_Task to carry out_
Could you report every line of the listing below that holds the word "terms"?

_Data_

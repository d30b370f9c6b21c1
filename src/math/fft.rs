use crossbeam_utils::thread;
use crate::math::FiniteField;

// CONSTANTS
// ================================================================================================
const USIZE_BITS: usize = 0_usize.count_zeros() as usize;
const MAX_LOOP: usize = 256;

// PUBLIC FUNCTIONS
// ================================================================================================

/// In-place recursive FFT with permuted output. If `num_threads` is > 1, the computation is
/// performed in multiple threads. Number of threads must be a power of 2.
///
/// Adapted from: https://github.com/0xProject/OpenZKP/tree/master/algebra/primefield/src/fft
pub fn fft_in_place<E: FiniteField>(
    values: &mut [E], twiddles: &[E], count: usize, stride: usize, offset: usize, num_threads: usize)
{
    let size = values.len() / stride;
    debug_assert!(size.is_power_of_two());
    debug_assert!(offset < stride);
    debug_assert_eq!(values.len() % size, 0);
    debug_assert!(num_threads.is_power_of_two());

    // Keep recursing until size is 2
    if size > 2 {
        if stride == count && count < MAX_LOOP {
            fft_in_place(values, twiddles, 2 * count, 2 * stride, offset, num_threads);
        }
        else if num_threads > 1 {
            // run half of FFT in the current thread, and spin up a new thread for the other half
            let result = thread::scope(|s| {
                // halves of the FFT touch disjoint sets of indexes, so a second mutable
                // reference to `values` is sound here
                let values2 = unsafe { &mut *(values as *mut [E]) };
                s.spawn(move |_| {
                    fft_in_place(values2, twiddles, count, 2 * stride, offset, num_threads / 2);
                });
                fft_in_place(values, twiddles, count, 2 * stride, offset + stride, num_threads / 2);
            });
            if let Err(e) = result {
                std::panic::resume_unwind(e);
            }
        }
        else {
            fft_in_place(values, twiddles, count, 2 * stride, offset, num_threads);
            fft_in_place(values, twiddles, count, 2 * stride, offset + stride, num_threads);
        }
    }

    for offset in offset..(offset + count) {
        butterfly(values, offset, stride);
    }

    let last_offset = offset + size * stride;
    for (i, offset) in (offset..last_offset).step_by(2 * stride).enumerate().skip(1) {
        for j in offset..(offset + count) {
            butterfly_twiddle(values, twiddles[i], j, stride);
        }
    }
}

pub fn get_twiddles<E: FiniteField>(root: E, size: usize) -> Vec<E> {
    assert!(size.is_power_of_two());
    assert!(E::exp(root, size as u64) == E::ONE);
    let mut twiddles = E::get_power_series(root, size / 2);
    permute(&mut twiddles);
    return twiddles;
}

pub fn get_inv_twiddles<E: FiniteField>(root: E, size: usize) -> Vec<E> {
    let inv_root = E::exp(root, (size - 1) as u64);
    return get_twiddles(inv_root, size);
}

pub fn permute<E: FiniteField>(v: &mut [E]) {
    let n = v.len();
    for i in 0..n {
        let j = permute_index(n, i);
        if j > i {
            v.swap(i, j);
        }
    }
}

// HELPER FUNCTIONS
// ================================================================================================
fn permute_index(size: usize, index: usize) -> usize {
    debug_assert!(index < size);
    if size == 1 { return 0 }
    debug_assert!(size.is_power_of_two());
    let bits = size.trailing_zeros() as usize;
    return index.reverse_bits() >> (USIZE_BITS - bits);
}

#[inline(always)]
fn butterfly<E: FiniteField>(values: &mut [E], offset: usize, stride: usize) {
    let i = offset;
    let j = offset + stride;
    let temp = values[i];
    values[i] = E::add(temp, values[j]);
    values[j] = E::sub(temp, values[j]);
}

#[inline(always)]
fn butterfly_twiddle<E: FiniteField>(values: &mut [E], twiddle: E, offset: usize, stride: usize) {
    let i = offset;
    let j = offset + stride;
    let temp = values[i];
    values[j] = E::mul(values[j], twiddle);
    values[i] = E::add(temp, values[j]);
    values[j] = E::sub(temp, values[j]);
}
--
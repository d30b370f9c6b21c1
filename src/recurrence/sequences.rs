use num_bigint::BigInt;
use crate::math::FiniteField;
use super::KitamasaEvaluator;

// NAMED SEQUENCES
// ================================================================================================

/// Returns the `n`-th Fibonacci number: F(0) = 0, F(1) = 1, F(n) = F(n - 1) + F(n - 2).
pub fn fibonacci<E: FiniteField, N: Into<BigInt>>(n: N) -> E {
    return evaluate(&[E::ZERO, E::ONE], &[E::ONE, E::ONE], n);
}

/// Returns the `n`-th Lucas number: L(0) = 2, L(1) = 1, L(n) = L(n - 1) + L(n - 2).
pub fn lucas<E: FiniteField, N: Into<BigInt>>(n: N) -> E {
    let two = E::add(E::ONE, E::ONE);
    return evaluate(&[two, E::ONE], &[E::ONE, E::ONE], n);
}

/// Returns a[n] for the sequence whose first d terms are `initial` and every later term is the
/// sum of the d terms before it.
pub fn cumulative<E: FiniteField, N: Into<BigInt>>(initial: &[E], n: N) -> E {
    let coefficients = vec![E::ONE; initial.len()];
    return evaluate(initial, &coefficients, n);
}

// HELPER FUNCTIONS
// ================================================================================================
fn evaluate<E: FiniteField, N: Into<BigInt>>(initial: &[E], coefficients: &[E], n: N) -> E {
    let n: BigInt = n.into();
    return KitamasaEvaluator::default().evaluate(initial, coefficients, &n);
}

_Solution below_
/// Returns a[n] for the sequence whose first d terms are `initial` and every later term is the
/// sum of the d terms before it.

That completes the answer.